REQUIRED WORK: Would you copy each line of the records that includes the word "join"?

==*==

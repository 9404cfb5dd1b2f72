// Copyright (C) 2022 Electronic Arts, Inc. All rights reserved.

//! URL helpers shared by the HTTP transports.

use thiserror::Error;
use url::Url;

#[derive(Error, Debug)]
pub enum Error {
    #[error("Cannot append path segments to {0}")]
    NotABase(Url),
    #[error("Invalid URL {0}: {1}")]
    Parse(String, url::ParseError),
}

/// Append `path` to the path of `url`.
///
/// `Url::join` replaces the last segment when the URL does not end in a
/// slash, which is wrong for repository URLs such as `https://host/charts`.
pub fn append_url(url: &Url, path: &str) -> Result<Url, Error> {
    let mut appended = url.clone();
    appended
        .path_segments_mut()
        .map_err(|()| Error::NotABase(url.clone()))?
        .pop_if_empty()
        .extend(path.split('/'));
    Ok(appended)
}

/// Resolve a chart URL as published in an index.
///
/// Absolute URLs are used as is. Relative URLs are relative to the repository
/// directory, not to `index.yaml`.
pub fn resolve_chart_url(repo: &Url, chart_url: &str) -> Result<Url, Error> {
    match Url::parse(chart_url) {
        Ok(url) => Ok(url),
        Err(url::ParseError::RelativeUrlWithoutBase) => {
            let mut base = repo.clone();
            if !base.path().ends_with('/') {
                base.set_path(&format!("{}/", base.path()));
            }
            base.join(chart_url)
                .map_err(|e| Error::Parse(chart_url.to_string(), e))
        }
        Err(e) => Err(Error::Parse(chart_url.to_string(), e)),
    }
}

/// True when both URLs address the same scheme, host and port.
pub fn same_origin(a: &Url, b: &Url) -> bool {
    a.scheme() == b.scheme()
        && a.host_str() == b.host_str()
        && a.port_or_known_default() == b.port_or_known_default()
}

==*==

TASK OUTPUT:
/// `Url::join` replaces the last segment when the URL does not end in a
            base.join(chart_url)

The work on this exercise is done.